Editor:
Picture this: A giant truck pulls up to your outdoor tap and pumps out a truckload of water giving you $10 in return. The corporation that owns this and millions of other trucks just like it take your water to market selling it for $50,000. This is one of the many sad truths behind the bottled water industry. Another is that they have convinced you that you are better off to go to your local big-box store or vending machine to buy this water rather than turn on your tap and fill up your glass.
World Water Day is today and it is an opportune time to shine some light on the realities about the bottled water industry. Consumers need to know the truth behind this massive industry and the myths they have successfully marketed to the general public.

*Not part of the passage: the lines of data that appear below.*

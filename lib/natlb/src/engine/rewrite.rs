// This Source Code Form is subject to the terms of the Mozilla Public
// License, v. 2.0. If a copy of the MPL was not distributed with this
// file, You can obtain one at https://mozilla.org/MPL/2.0/.

// Copyright 2025 Oxide Computer Company

//! In-place address rewriting.
//!
//! Redirecting a flow means overwriting one 4-byte address field and
//! fixing up two checksums: the IP header checksum, and the TCP
//! checksum, which covers the address through the pseudo-header. Only
//! one field changes per call, so both sums are adjusted
//! incrementally (RFC 1624) instead of recomputed.
//!
//! The checksum fields are written before the address bytes. All
//! offsets are validated up front, so a frame is either rewritten
//! completely or not touched at all; a half-applied rewrite (address
//! flipped, checksum stale) cannot escape this module.

use super::checksum::Checksum;
use super::checksum::HeaderChecksum;
use super::ether::ETHER_HDR_SZ;
use super::ip4::IPV4_CSUM_OFFSET;
use super::ip4::IPV4_DST_OFFSET;
use super::ip4::IPV4_HDR_SZ;
use super::ip4::IPV4_SRC_OFFSET;
use super::ip4::Ipv4Addr;
use super::tcp::TCP_CSUM_OFFSET;
use core::fmt;
use core::fmt::Display;

/// Absolute offset of the IP header checksum within a frame.
pub const L3_CSUM_OFF: usize = ETHER_HDR_SZ + IPV4_CSUM_OFFSET;

/// Absolute offset of the TCP checksum within a frame.
pub const L4_CSUM_OFF: usize = ETHER_HDR_SZ + IPV4_HDR_SZ + TCP_CSUM_OFFSET;

const SRC_ADDR_OFF: usize = ETHER_HDR_SZ + IPV4_SRC_OFFSET;
const DST_ADDR_OFF: usize = ETHER_HDR_SZ + IPV4_DST_OFFSET;

/// Which address field of the network header to rewrite.
#[derive(Clone, Copy, Debug, Eq, PartialEq)]
pub enum AddrField {
    Source,
    Destination,
}

impl AddrField {
    fn offset(self) -> usize {
        match self {
            Self::Source => SRC_ADDR_OFF,
            Self::Destination => DST_ADDR_OFF,
        }
    }
}

impl Display for AddrField {
    fn fmt(&self, f: &mut fmt::Formatter) -> fmt::Result {
        match self {
            Self::Source => write!(f, "source"),
            Self::Destination => write!(f, "destination"),
        }
    }
}

#[derive(Clone, Copy, Debug, Eq, PartialEq)]
pub enum RewriteError {
    /// The frame is too short to hold the field being updated.
    OutOfRange { offset: usize, frame_len: usize },
}

impl Display for RewriteError {
    fn fmt(&self, f: &mut fmt::Formatter) -> fmt::Result {
        match self {
            Self::OutOfRange { offset, frame_len } => {
                write!(
                    f,
                    "field at offset {} outside frame of {} bytes",
                    offset, frame_len,
                )
            }
        }
    }
}

fn check_range(
    frame: &[u8],
    offset: usize,
    len: usize,
) -> Result<(), RewriteError> {
    if offset + len > frame.len() {
        return Err(RewriteError::OutOfRange { offset, frame_len: frame.len() });
    }

    Ok(())
}

fn csum_fixup(cur: [u8; 2], old: &[u8], new: &[u8]) -> [u8; 2] {
    let mut csum = Checksum::from(HeaderChecksum::wrap(cur));
    csum.sub_bytes(old);
    csum.add_bytes(new);
    HeaderChecksum::from(csum).bytes()
}

/// Replace one address field of `frame` with `new`, keeping both the
/// IP and TCP checksums valid.
///
/// `old` must be the value currently held by the field; the caller
/// just parsed it, so it is passed in rather than re-read.
pub fn rewrite_addr(
    frame: &mut [u8],
    field: AddrField,
    old: Ipv4Addr,
    new: Ipv4Addr,
) -> Result<(), RewriteError> {
    let addr_off = field.offset();

    // Validate every touched range before mutating anything.
    check_range(frame, addr_off, 4)?;
    check_range(frame, L3_CSUM_OFF, 2)?;
    check_range(frame, L4_CSUM_OFF, 2)?;

    let old_bytes = old.bytes();
    let new_bytes = new.bytes();

    // The address is part of the TCP pseudo-header, so the transport
    // checksum moves by the same delta as the IP one.
    let l4 = csum_fixup(
        [frame[L4_CSUM_OFF], frame[L4_CSUM_OFF + 1]],
        &old_bytes,
        &new_bytes,
    );
    frame[L4_CSUM_OFF..L4_CSUM_OFF + 2].copy_from_slice(&l4);

    let l3 = csum_fixup(
        [frame[L3_CSUM_OFF], frame[L3_CSUM_OFF + 1]],
        &old_bytes,
        &new_bytes,
    );
    frame[L3_CSUM_OFF..L3_CSUM_OFF + 2].copy_from_slice(&l3);

    frame[addr_off..addr_off + 4].copy_from_slice(&new_bytes);
    Ok(())
}

#[cfg(test)]
mod test {
    use super::*;
    use crate::engine::ip4::IPV4_DST_OFFSET;
    use crate::engine::ip4::IPV4_SRC_OFFSET;

    // Build a minimal SYN frame with correct IP and TCP checksums.
    fn syn_frame() -> Vec<u8> {
        let mut frame = vec![0u8; 54];
        // Ethertype IPv4.
        frame[12] = 0x08;
        // version + IHL, total length 40, TTL 64, proto TCP.
        frame[14] = 0x45;
        frame[16] = 0x00;
        frame[17] = 0x28;
        frame[22] = 0x40;
        frame[23] = 0x06;
        // 10.0.0.5 -> 203.0.113.9
        frame[26..30].copy_from_slice(&[10, 0, 0, 5]);
        frame[30..34].copy_from_slice(&[203, 0, 113, 9]);
        // Ports 51000 -> 8000, offset 5 words, SYN.
        frame[34..36].copy_from_slice(&51000u16.to_be_bytes());
        frame[36..38].copy_from_slice(&8000u16.to_be_bytes());
        frame[46] = 0x50;
        frame[47] = 0x02;

        let l3 = Checksum::compute(&frame[14..34]);
        frame[24..26].copy_from_slice(&HeaderChecksum::from(l3).bytes());

        let mut l4 = Checksum::compute(&frame[34..54]);
        // Pseudo-header: src, dst, zero+proto, TCP length.
        l4.add_bytes(&frame[26..34]);
        l4.add_bytes(&[0, 0x06]);
        l4.add_bytes(&20u16.to_be_bytes());
        frame[50..52].copy_from_slice(&HeaderChecksum::from(l4).bytes());

        frame
    }

    fn recompute_l3(frame: &[u8]) -> [u8; 2] {
        let mut hdr = [0u8; 20];
        hdr.copy_from_slice(&frame[14..34]);
        hdr[10] = 0;
        hdr[11] = 0;
        HeaderChecksum::from(Checksum::compute(&hdr)).bytes()
    }

    fn recompute_l4(frame: &[u8]) -> [u8; 2] {
        let mut tcp = [0u8; 20];
        tcp.copy_from_slice(&frame[34..54]);
        tcp[16] = 0;
        tcp[17] = 0;
        let mut csum = Checksum::compute(&tcp);
        csum.add_bytes(&frame[26..34]);
        csum.add_bytes(&[0, 0x06]);
        csum.add_bytes(&20u16.to_be_bytes());
        HeaderChecksum::from(csum).bytes()
    }

    #[test]
    fn incremental_matches_full_recompute() {
        let mut frame = syn_frame();
        let old: Ipv4Addr = "203.0.113.9".parse().unwrap();
        let new: Ipv4Addr = "198.51.100.7".parse().unwrap();

        rewrite_addr(&mut frame, AddrField::Destination, old, new).unwrap();

        assert_eq!(
            &frame[ETHER_HDR_SZ + IPV4_DST_OFFSET
                ..ETHER_HDR_SZ + IPV4_DST_OFFSET + 4],
            &new.bytes(),
        );
        assert_eq!(
            [frame[L3_CSUM_OFF], frame[L3_CSUM_OFF + 1]],
            recompute_l3(&frame),
        );
        assert_eq!(
            [frame[L4_CSUM_OFF], frame[L4_CSUM_OFF + 1]],
            recompute_l4(&frame),
        );
    }

    #[test]
    fn both_fields_in_sequence() {
        let mut frame = syn_frame();
        let old_dst: Ipv4Addr = "203.0.113.9".parse().unwrap();
        let backend: Ipv4Addr = "198.51.100.7".parse().unwrap();
        let old_src: Ipv4Addr = "10.0.0.5".parse().unwrap();
        let nat: Ipv4Addr = "172.17.0.1".parse().unwrap();

        rewrite_addr(&mut frame, AddrField::Destination, old_dst, backend)
            .unwrap();
        rewrite_addr(&mut frame, AddrField::Source, old_src, nat).unwrap();

        assert_eq!(
            &frame[ETHER_HDR_SZ + IPV4_SRC_OFFSET
                ..ETHER_HDR_SZ + IPV4_SRC_OFFSET + 4],
            &nat.bytes(),
        );
        assert_eq!(
            [frame[L3_CSUM_OFF], frame[L3_CSUM_OFF + 1]],
            recompute_l3(&frame),
        );
        assert_eq!(
            [frame[L4_CSUM_OFF], frame[L4_CSUM_OFF + 1]],
            recompute_l4(&frame),
        );
    }

    #[test]
    fn short_frame_left_untouched() {
        let full = syn_frame();

        // Long enough for the address but not the TCP checksum; the
        // frame must come back byte-identical.
        let mut short = full[..40].to_vec();
        let before = short.clone();
        let res = rewrite_addr(
            &mut short,
            AddrField::Destination,
            "203.0.113.9".parse().unwrap(),
            "198.51.100.7".parse().unwrap(),
        );
        assert_eq!(
            res.unwrap_err(),
            RewriteError::OutOfRange { offset: L4_CSUM_OFF, frame_len: 40 },
        );
        assert_eq!(short, before);
    }
}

Consider this information included on websites such as the Council of Canadians' website:
• It takes three litres of water to produce one plastic bottle (when you consider the water consumed in transportation, manufacturing, production);
• Four out of five bottles end up in landfill, leeching toxins into our groundwater';
• Bottled water is often tap water put in bottles and sold for enormous profit;
• Although bottled water companies would have you believe otherwise, tap water is as safe, perhaps safer, than bottled water;
• Bottled water companies are depleting water resources worldwide, including the global south, where people can't afford to dig their own wells and can ill-afford to buy bottled water. This results in much sickness and death in the most vulnerable populations, while corporations laugh all the way to the bank.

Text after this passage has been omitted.